Data are collected from various sources: connected devices, social networks, websites and databases. The data can be processed in real-time or stored upstream of NoSQL or relational databases in a data lake, without any constraints as to how this is formed. Big data engines can process the data so that they can be used, or store the newly-processed data in the data lake. The advantage of this architecture is the possibility of numerous iterations with very varied types of data.

 

Architecture and techniques

There are two major types of architecture. Lambda architecture makes it possible to process events in near real-time (hot path) or process aggregated historic data (batch processing, or cool path). With non-Lambda architecture, the same engine does both.
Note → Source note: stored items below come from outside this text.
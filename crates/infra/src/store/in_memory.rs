use std::collections::{HashMap, HashSet};
use std::sync::{Mutex, RwLock, RwLockReadGuard, RwLockWriteGuard};
use std::time::Duration;

use async_trait::async_trait;
use chrono::{DateTime, Utc};
use rust_decimal::Decimal;

use cashbook_accounting::{
    Account, CashSession, EntryFilter, JournalEntry, JournalEntryDraft, JournalEntryWithLines,
    JournalLine, LedgerError, LocationFilter, MoneyLocation, MoneyMovement, NumberScope,
    SessionClosing, SessionCounter, newest_first, sum_amounts,
};
use cashbook_core::{AccountId, CashSessionId, JournalEntryId, MoneyLocationId};

use super::r#trait::{LedgerStore, StoreError, StoreResult};

/// Injected failures for tests.
#[derive(Debug, Clone, Copy, PartialEq, Eq, Hash)]
pub enum FailPoint {
    /// `insert_entry` fails as if the line inserts hit a backend error.
    InsertLines,
    /// `insert_movements` fails.
    InsertMovements,
}

#[derive(Debug, Default)]
struct State {
    accounts: HashMap<AccountId, Account>,
    locations: HashMap<MoneyLocationId, MoneyLocation>,
    entries: HashMap<JournalEntryId, JournalEntry>,
    lines: HashMap<JournalEntryId, Vec<JournalLine>>,
    movements: Vec<MoneyMovement>,
    sessions: HashMap<CashSessionId, CashSession>,
    sequences: HashMap<(String, i32), u32>,
}

impl State {
    fn open_session_for(&self, location: MoneyLocationId) -> Option<&CashSession> {
        self.sessions
            .values()
            .find(|s| s.money_location_id == location && s.is_open())
    }

    fn with_lines(&self, entry: &JournalEntry) -> JournalEntryWithLines {
        JournalEntryWithLines {
            entry: entry.clone(),
            lines: self.lines.get(&entry.id).cloned().unwrap_or_default(),
        }
    }

    /// Amounts of every posted line matching `keep`.
    fn posted_amounts<'a>(
        &'a self,
        as_of: Option<DateTime<Utc>>,
        keep: impl Fn(&JournalLine) -> bool + 'a,
    ) -> impl Iterator<Item = Decimal> + 'a {
        self.entries
            .values()
            .filter(move |e| e.is_posted && as_of.is_none_or(|t| e.transaction_date <= t))
            .flat_map(move |e| self.lines.get(&e.id).into_iter().flatten())
            .filter(move |l| keep(l))
            .map(|l| l.amount)
    }
}
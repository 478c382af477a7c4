//! Best-effort publication of ledger notifications.

use tracing::{debug, warn};

use cashbook_accounting::LedgerEvent;
use cashbook_events::{Event, EventBus, EventEnvelope};

/// Envelope type carried on the ledger notification bus.
pub type LedgerEnvelope = EventEnvelope<LedgerEvent>;

/// Publish `event` once. A failed publish is logged and swallowed: the
/// ledger rows are already committed and remain the source of truth.
pub(crate) fn publish<B>(bus: &B, event: LedgerEvent)
where
    B: EventBus<LedgerEnvelope>,
{
    let event_type = event.event_type();
    match bus.publish(EventEnvelope::wrap(event)) {
        Ok(()) => debug!(event_type, "ledger notification published"),
        Err(err) => warn!(event_type, error = ?err, "failed to publish ledger notification"),
    }
}
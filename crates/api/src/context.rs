use cashbook_core::UserId;

/// Per-request context set by the `x-user-id` middleware.
///
/// Reads are anonymous; every write needs an acting user.
#[derive(Debug, Copy, Clone, Default, PartialEq, Eq)]
pub struct RequestContext {
    acting_user: Option<UserId>,
}

impl RequestContext {
    pub fn new(acting_user: Option<UserId>) -> Self {
        Self { acting_user }
    }

    pub fn acting_user(&self) -> Option<UserId> {
        self.acting_user
    }
}
use std::sync::Arc;

use async_trait::async_trait;
use tracing::info;

use cashbook_accounting::{EntryType, LedgerResult, NewJournalEntry, NewJournalLine};
use cashbook_events::{EventBus, EventHandler, HandlerError};

use super::events::{BusinessEvent, PurchaseReceived, SupplierPaid};
use super::{ensure_positive, located_leg};
use crate::notify::LedgerEnvelope;
use crate::services::LedgerServices;
use crate::store::LedgerStore;

/// Goods received on credit: debit inventory, credit payables.
/// Supplier paid: debit payables, credit the paying location's account.
/// Cash paid out of a session drawer is recorded as a drop.
#[derive(Debug)]
pub struct ProcurementHandler<S, B> {
    ledger: Arc<LedgerServices<S, B>>,
}

impl<S, B> ProcurementHandler<S, B>
where
    S: LedgerStore,
    B: EventBus<LedgerEnvelope>,
{
    pub fn new(ledger: Arc<LedgerServices<S, B>>) -> Self {
        Self { ledger }
    }

    async fn on_received(&self, purchase: &PurchaseReceived) -> LedgerResult<()> {
        ensure_positive(purchase.amount, "purchase amount")?;
        let mapping = &self.ledger.mapping;
        let input = NewJournalEntry::new(EntryType::Purchase)
            .dated(purchase.timestamp)
            .reference("purchase", purchase.purchase_id.clone())
            .line(NewJournalLine::debit(mapping.inventory.clone(), purchase.amount))
            .line(NewJournalLine::credit(mapping.payables.clone(), purchase.amount));

        let entry = self.ledger.journal.create_entry(input, purchase.acting_user).await?;
        info!(purchase_id = %purchase.purchase_id, entry_number = %entry.entry.entry_number, "purchase posted");
        Ok(())
    }

    async fn on_paid(&self, payment: &SupplierPaid) -> LedgerResult<()> {
        ensure_positive(payment.amount, "supplier payment amount")?;
        let source = located_leg(&self.ledger, payment.money_location_id).await?;

        let mut input = NewJournalEntry::new(EntryType::Payment)
            .dated(payment.timestamp)
            .reference("supplier_payment", payment.payment_id.clone())
            .line(NewJournalLine::debit(self.ledger.mapping.payables.clone(), payment.amount))
            .line(source.line(payment.amount).described(format!("Supplier payment {}", payment.payment_id)));
        if let Some(purchase_id) = &payment.purchase_id {
            input = input.notes(format!("Settles purchase {purchase_id}"));
        }
        if let Some(session) = source.session {
            input = input.in_session(session);
        }

        let entry = self.ledger.journal.create_entry(input, payment.acting_user).await?;
        if source.session.is_some() {
            self.ledger.sessions.record_drop(payment.money_location_id, payment.amount).await?;
        }
        info!(payment_id = %payment.payment_id, entry_number = %entry.entry.entry_number, "supplier payment posted");
        Ok(())
    }
}

#[async_trait]
impl<S, B> EventHandler<BusinessEvent> for ProcurementHandler<S, B>
where
    S: LedgerStore + 'static,
    B: EventBus<LedgerEnvelope> + 'static,
{
    fn name(&self) -> &'static str {
        "procurement"
    }

    async fn handle(&self, message: &BusinessEvent) -> Result<(), HandlerError> {
        let result = match message {
            BusinessEvent::PurchaseReceived(purchase) => self.on_received(purchase).await,
            BusinessEvent::SupplierPaid(payment) => self.on_paid(payment).await,
            _ => Ok(()),
        };
        result.map_err(HandlerError::new)
    }
}
impl EntryFilter {
    pub const DEFAULT_LIMIT: usize = 100;
    pub const MAX_LIMIT: usize = 1000;

    pub fn effective_limit(&self) -> usize {
        self.limit
            .unwrap_or(Self::DEFAULT_LIMIT)
            .clamp(1, Self::MAX_LIMIT)
    }

    pub fn matches(&self, entry: &JournalEntry) -> bool {
        self.entry_type.is_none_or(|t| entry.entry_type == t)
            && self
                .cash_session_id
                .is_none_or(|s| entry.cash_session_id == Some(s))
            && self.from.is_none_or(|from| entry.transaction_date >= from)
            && self.to.is_none_or(|to| entry.transaction_date <= to)
            && self.is_posted.is_none_or(|p| entry.is_posted == p)
    }
}

/// Newest first: transaction date, then creation time, then number.
pub fn newest_first(a: &JournalEntry, b: &JournalEntry) -> core::cmp::Ordering {
    b.transaction_date
        .cmp(&a.transaction_date)
        .then_with(|| b.created_at.cmp(&a.created_at))
        .then_with(|| b.entry_number.cmp(&a.entry_number))
}

#[derive(Debug, Clone, Copy, PartialEq, Eq, Hash, Serialize, Deserialize)]
#[serde(rename_all = "SCREAMING_SNAKE_CASE")]
pub enum MovementType {
    /// Debit line: cash into the location.
    In,
    /// Credit line: cash out of the location.
    Out,
}

impl MovementType {
    pub fn as_str(self) -> &'static str {
        match self {
            MovementType::In => "IN",
            MovementType::Out => "OUT",
        }
    }
}

impl core::str::FromStr for MovementType {
    type Err = DomainError;

    fn from_str(s: &str) -> Result<Self, Self::Err> {
        match s.to_ascii_uppercase().as_str() {
            "IN" => Ok(MovementType::In),
            "OUT" => Ok(MovementType::Out),
            other => Err(DomainError::validation(format!("unknown movement type '{other}'"))),
        }
    }
}

/// Append-only audit record for a line that carries a money location.
#[derive(Debug, Clone, PartialEq, Eq, Serialize, Deserialize)]
pub struct MoneyMovement {
    pub id: MoneyMovementId,
    pub entry_id: JournalEntryId,
    pub money_location_id: MoneyLocationId,
    pub movement_type: MovementType,
    /// Always positive.
    pub amount: Decimal,
    pub description: Option<String>,
    pub created_at: DateTime<Utc>,
}

impl MoneyMovement {
    /// One movement per located, non-zero line of `entry`.
    pub fn derive(entry: &JournalEntryWithLines, now: DateTime<Utc>) -> Vec<MoneyMovement> {
        entry
            .lines
            .iter()
            .filter(|line| !line.amount.is_zero())
            .filter_map(|line| {
                let location = line.money_location_id?;
                let movement_type = if line.amount < Decimal::ZERO {
                    MovementType::In
                } else {
                    MovementType::Out
                };
                Some(MoneyMovement {
                    id: MoneyMovementId::new(),
                    entry_id: entry.entry.id,
                    money_location_id: location,
                    movement_type,
                    amount: line.amount.abs(),
                    description: line
                        .description
                        .clone()
                        .or_else(|| Some(entry.entry.entry_number.to_string())),
                    created_at: now,
                })
            })
            .collect()
    }

    /// Effect on the location's holdings: `+amount` for IN, `-amount` for OUT.
    pub fn signed_amount(&self) -> Decimal {
        match self.movement_type {
            MovementType::In => self.amount,
            MovementType::Out => -self.amount,
        }
    }
}
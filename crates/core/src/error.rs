//! Domain error model.

use thiserror::Error;

/// Domain-level error for primitive values.
///
/// Keep this focused on deterministic failures of identifiers and value objects
/// (parsing, validation). Ledger rules have their own error type in
/// `cashbook-accounting`.
#[derive(Debug, Error, Clone, PartialEq, Eq)]
pub enum DomainError {
    /// A value failed validation (e.g. malformed input).
    #[error("validation failed: {0}")]
    Validation(String),

    /// An identifier was invalid (e.g. parse failure).
    #[error("invalid identifier: {0}")]
    InvalidId(String),
}

impl DomainError {
    pub fn validation(msg: impl Into<String>) -> Self {
        Self::Validation(msg.into())
    }

    pub fn invalid_id(msg: impl Into<String>) -> Self {
        Self::InvalidId(msg.into())
    }
}
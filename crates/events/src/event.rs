use chrono::{DateTime, Utc};

/// A domain-agnostic event.
///
/// Events are:
/// - **immutable** (treat them as facts)
/// - **versioned** (schema evolution)
/// - **typed**: one concrete payload per event type, never a loose key/value map
pub trait Event: Clone + core::fmt::Debug + Send + Sync + 'static {
    /// Stable event name/type identifier (e.g. "ledger.journal_entry.created").
    fn event_type(&self) -> &'static str;

    /// Schema version for this event type.
    fn version(&self) -> u32;

    /// When the event occurred (business time).
    fn occurred_at(&self) -> DateTime<Utc>;
}
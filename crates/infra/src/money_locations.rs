//! Money Location Registry.

use std::time::Duration;

use chrono::Utc;
use rust_decimal::Decimal;
use serde::Serialize;
use tracing::{info, instrument, warn};

use cashbook_accounting::{
    Account, LedgerError, LedgerResult, LocationFilter, LocationType, MoneyLocation,
    MoneyLocationPatch, NewMoneyLocation,
};
use cashbook_core::MoneyLocationId;

use crate::store::{LedgerStore, bounded};

/// Result of a cache refresh.
#[derive(Debug, Clone, PartialEq, Eq, Serialize)]
pub struct BalanceReconciliation {
    pub location: MoneyLocation,
    pub previous_balance: Decimal,
    pub ledger_balance: Decimal,
}

impl BalanceReconciliation {
    pub fn drift(&self) -> Decimal {
        self.ledger_balance - self.previous_balance
    }
}

#[derive(Debug, Clone)]
pub struct MoneyLocationRegistry<S> {
    store: S,
    timeout: Duration,
}

impl<S: LedgerStore> MoneyLocationRegistry<S> {
    pub fn new(store: S, timeout: Duration) -> Self {
        Self { store, timeout }
    }

    /// Bind a new location to an active leaf account.
    #[instrument(skip(self, input), fields(code = %input.code), err)]
    pub async fn create(&self, input: NewMoneyLocation) -> LedgerResult<MoneyLocation> {
        let account = bounded(
            self.timeout,
            "get_account_by_code",
            self.store.get_account_by_code(&input.account_code),
        )
        .await?
        .ok_or_else(|| LedgerError::AccountNotFound(input.account_code.clone()))?;

        let location = MoneyLocation::create(MoneyLocationId::new(), input, &account, Utc::now())?;
        bounded(self.timeout, "insert_location", self.store.insert_location(&location)).await?;
        info!(location_id = %location.id, code = %location.code, "money location created");
        Ok(location)
    }

    pub async fn update(&self, id: MoneyLocationId, patch: MoneyLocationPatch) -> LedgerResult<MoneyLocation> {
        let mut location = self.get(id).await?;
        location.apply_patch(patch, Utc::now())?;
        bounded(self.timeout, "update_location", self.store.update_location(&location)).await?;
        Ok(location)
    }

    /// Soft delete. Refused with `SessionStillOpen` while a session is open.
    #[instrument(skip(self), fields(location_id = %id), err)]
    pub async fn deactivate(&self, id: MoneyLocationId) -> LedgerResult<MoneyLocation> {
        let location = bounded(
            self.timeout,
            "deactivate_location",
            self.store.deactivate_location(id, Utc::now()),
        )
        .await?;
        info!(code = %location.code, "money location deactivated");
        Ok(location)
    }

    pub async fn get(&self, id: MoneyLocationId) -> LedgerResult<MoneyLocation> {
        bounded(self.timeout, "get_location", self.store.get_location(id))
            .await?
            .ok_or_else(|| LedgerError::MoneyLocationNotFound(id.to_string()))
    }

    pub async fn get_by_code(&self, code: &str) -> LedgerResult<MoneyLocation> {
        bounded(self.timeout, "get_location_by_code", self.store.get_location_by_code(code))
            .await?
            .ok_or_else(|| LedgerError::MoneyLocationNotFound(code.to_string()))
    }

    pub async fn list(&self, filter: LocationFilter) -> LedgerResult<Vec<MoneyLocation>> {
        bounded(self.timeout, "list_locations", self.store.list_locations(filter)).await
    }

    pub async fn list_active(&self) -> LedgerResult<Vec<MoneyLocation>> {
        self.list(LocationFilter::Active).await
    }

    pub async fn list_by_type(&self, location_type: LocationType) -> LedgerResult<Vec<MoneyLocation>> {
        self.list(LocationFilter::ByType(location_type)).await
    }

    pub async fn list_requiring_session(&self) -> LedgerResult<Vec<MoneyLocation>> {
        self.list(LocationFilter::RequiringSession).await
    }

    /// The ledger account the location posts to.
    pub async fn bound_account(&self, id: MoneyLocationId) -> LedgerResult<Account> {
        let location = self.get(id).await?;
        bounded(self.timeout, "get_account", self.store.get_account(location.account_id))
            .await?
            .ok_or_else(|| LedgerError::AccountNotFound(location.account_id.to_string()))
    }

    /// Overwrite the cached `current_balance`.
    ///
    /// Cache refresh only: the journal is not touched and concurrent postings
    /// are not coordinated with. Prefer [`Self::reconcile_balance`].
    #[instrument(skip(self), fields(location_id = %id, balance = %balance), err)]
    pub async fn update_balance(&self, id: MoneyLocationId, balance: Decimal) -> LedgerResult<MoneyLocation> {
        bounded(
            self.timeout,
            "set_location_balance",
            self.store.set_location_balance(id, balance, Utc::now()),
        )
        .await
    }

    /// Recompute the balance from posted lines and refresh the cache with it.
    #[instrument(skip(self), fields(location_id = %id), err)]
    pub async fn reconcile_balance(&self, id: MoneyLocationId) -> LedgerResult<BalanceReconciliation> {
        let before = self.get(id).await?;
        let ledger_balance = bounded(
            self.timeout,
            "location_ledger_balance",
            self.store.location_ledger_balance(id),
        )
        .await?;

        let location = self.update_balance(id, ledger_balance).await?;
        let reconciliation = BalanceReconciliation {
            location,
            previous_balance: before.current_balance,
            ledger_balance,
        };
        if !reconciliation.drift().is_zero() {
            warn!(
                code = %reconciliation.location.code,
                previous = %reconciliation.previous_balance,
                ledger = %ledger_balance,
                "cached location balance drifted from the ledger"
            );
        }
        if reconciliation.location.is_over_cash_limit() {
            warn!(code = %reconciliation.location.code, "location holds more than its cash limit");
        }
        Ok(reconciliation)
    }
}
use axum::http::StatusCode;
use axum::response::IntoResponse;
use serde_json::json;

use cashbook_accounting::LedgerError;

use crate::context::RequestContext;

pub fn ledger_error_to_response(err: LedgerError) -> axum::response::Response {
    let (status, code) = classify(&err);
    if status.is_server_error() {
        tracing::warn!(error = %err, status = status.as_u16(), "ledger request failed");
    }
    json_error(status, code, err.to_string())
}

fn classify(err: &LedgerError) -> (StatusCode, &'static str) {
    match err {
        LedgerError::ImbalancedEntry { .. } => (StatusCode::UNPROCESSABLE_ENTITY, "imbalanced_entry"),
        LedgerError::InsufficientLines { .. } => (StatusCode::UNPROCESSABLE_ENTITY, "insufficient_lines"),
        LedgerError::GroupAccount(_) => (StatusCode::UNPROCESSABLE_ENTITY, "group_account"),
        LedgerError::SessionNotOpen(_) => (StatusCode::UNPROCESSABLE_ENTITY, "session_not_open"),
        LedgerError::PendingActivity(_) => (StatusCode::UNPROCESSABLE_ENTITY, "pending_activity"),
        LedgerError::Validation(_) => (StatusCode::BAD_REQUEST, "validation_error"),
        LedgerError::AccountNotFound(_) => (StatusCode::NOT_FOUND, "account_not_found"),
        LedgerError::MoneyLocationNotFound(_) => (StatusCode::NOT_FOUND, "money_location_not_found"),
        LedgerError::EntryNotFound(_) => (StatusCode::NOT_FOUND, "entry_not_found"),
        LedgerError::SessionNotFound(_) => (StatusCode::NOT_FOUND, "session_not_found"),
        LedgerError::SessionAlreadyOpen(_) => (StatusCode::CONFLICT, "session_already_open"),
        LedgerError::SessionStillOpen(_) => (StatusCode::CONFLICT, "session_still_open"),
        LedgerError::Conflict(_) => (StatusCode::CONFLICT, "conflict"),
        LedgerError::SequenceExhausted { .. } => (StatusCode::CONFLICT, "sequence_exhausted"),
        LedgerError::Timeout(_) => (StatusCode::GATEWAY_TIMEOUT, "timeout"),
        LedgerError::Persistence(_) => (StatusCode::INTERNAL_SERVER_ERROR, "persistence_error"),
    }
}

pub fn json_error(
    status: StatusCode,
    code: &'static str,
    message: impl Into<String>,
) -> axum::response::Response {
    (
        status,
        axum::Json(json!({
            "error": code,
            "message": message.into(),
        })),
    )
        .into_response()
}

pub fn invalid_id(what: &str) -> axum::response::Response {
    json_error(StatusCode::BAD_REQUEST, "invalid_id", format!("invalid {what} id"))
}

/// Writes need an acting user for the audit columns.
pub fn require_user(ctx: &RequestContext) -> Result<cashbook_core::UserId, axum::response::Response> {
    ctx.acting_user().ok_or_else(|| {
        json_error(
            StatusCode::UNAUTHORIZED,
            "missing_user",
            "x-user-id header is required for writes",
        )
    })
}
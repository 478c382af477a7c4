//! Account Registry: chart-of-accounts reads and administrative edits.

use std::time::Duration;

use chrono::Utc;
use tracing::{info, instrument};

use cashbook_accounting::{
    Account, AccountPatch, AccountTreeNode, AccountUsage, LedgerError, LedgerResult, NewAccount, build_tree,
};
use cashbook_core::AccountId;

use crate::store::{LedgerStore, bounded};

#[derive(Debug, Clone)]
pub struct AccountRegistry<S> {
    store: S,
    timeout: Duration,
}

impl<S: LedgerStore> AccountRegistry<S> {
    pub fn new(store: S, timeout: Duration) -> Self {
        Self { store, timeout }
    }

    /// Look up by code. Inactive accounts are returned too; posting against
    /// them is refused by the journal engine.
    pub async fn get_account(&self, code: &str) -> LedgerResult<Account> {
        bounded(self.timeout, "get_account_by_code", self.store.get_account_by_code(code))
            .await?
            .ok_or_else(|| LedgerError::AccountNotFound(code.to_string()))
    }

    pub async fn get_account_by_id(&self, id: AccountId) -> LedgerResult<Account> {
        bounded(self.timeout, "get_account", self.store.get_account(id))
            .await?
            .ok_or_else(|| LedgerError::AccountNotFound(id.to_string()))
    }

    /// Flat list ordered by code.
    pub async fn list_accounts(&self) -> LedgerResult<Vec<Account>> {
        bounded(self.timeout, "list_accounts", self.store.list_accounts()).await
    }

    pub async fn account_tree(&self) -> LedgerResult<Vec<AccountTreeNode>> {
        let accounts = self.list_accounts().await?;
        Ok(build_tree(&accounts))
    }

    #[instrument(skip(self, input), fields(code = %input.code), err)]
    pub async fn create_account(&self, input: NewAccount) -> LedgerResult<Account> {
        let parent = match input.parent_code.as_deref() {
            Some(code) => Some(self.get_account(code).await?),
            None => None,
        };
        let account = Account::create(AccountId::new(), input, parent.as_ref(), Utc::now())?;

        bounded(self.timeout, "insert_account", self.store.insert_account(&account)).await?;
        info!(account_id = %account.id, code = %account.code, "account created");
        Ok(account)
    }

    #[instrument(skip(self, patch), fields(account_id = %id), err)]
    pub async fn update_account(&self, id: AccountId, patch: AccountPatch) -> LedgerResult<Account> {
        let mut account = self.get_account_by_id(id).await?;
        let mut usage = AccountUsage::default();
        match patch.is_group {
            Some(true) if !account.is_group => {
                usage.has_postings =
                    bounded(self.timeout, "account_has_postings", self.store.account_has_postings(id)).await?;
            }
            Some(false) if account.is_group => {
                usage.has_children =
                    bounded(self.timeout, "account_has_children", self.store.account_has_children(id)).await?;
            }
            _ => {}
        }
        account.apply_patch(patch, usage, Utc::now())?;

        bounded(self.timeout, "update_account", self.store.update_account(&account)).await?;
        Ok(account)
    }

    /// Soft delete. Posted history keeps referencing the account.
    #[instrument(skip(self), fields(account_id = %id), err)]
    pub async fn deactivate_account(&self, id: AccountId) -> LedgerResult<Account> {
        let mut account = self.get_account_by_id(id).await?;
        if !account.is_active {
            return Ok(account);
        }
        account.is_active = false;
        account.updated_at = Utc::now();

        bounded(self.timeout, "update_account", self.store.update_account(&account)).await?;
        info!(code = %account.code, "account deactivated");
        Ok(account)
    }
}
Two major languages have stood out so far. R is a language for statistical computing that has a strong open-source community. Microsoft purchased it from Revolution Analytics. A new version of R exists with open-source access, in addition to Microsoft R Open (an enhanced, open-source solution distribution of R) and a paid solution sold by Revolution Analytics, Microsoft AirServer. Today, R is included in SQL Server, Azure and others.

The other language is Python, which is used both in development and in digital modeling. It has a large community and many libraries, including NumPy, SciPy, Pandas, matplotlib, statsmodels, and scikit-learn (managed by researchers from the French Institute for Research in Computer Science and Automation).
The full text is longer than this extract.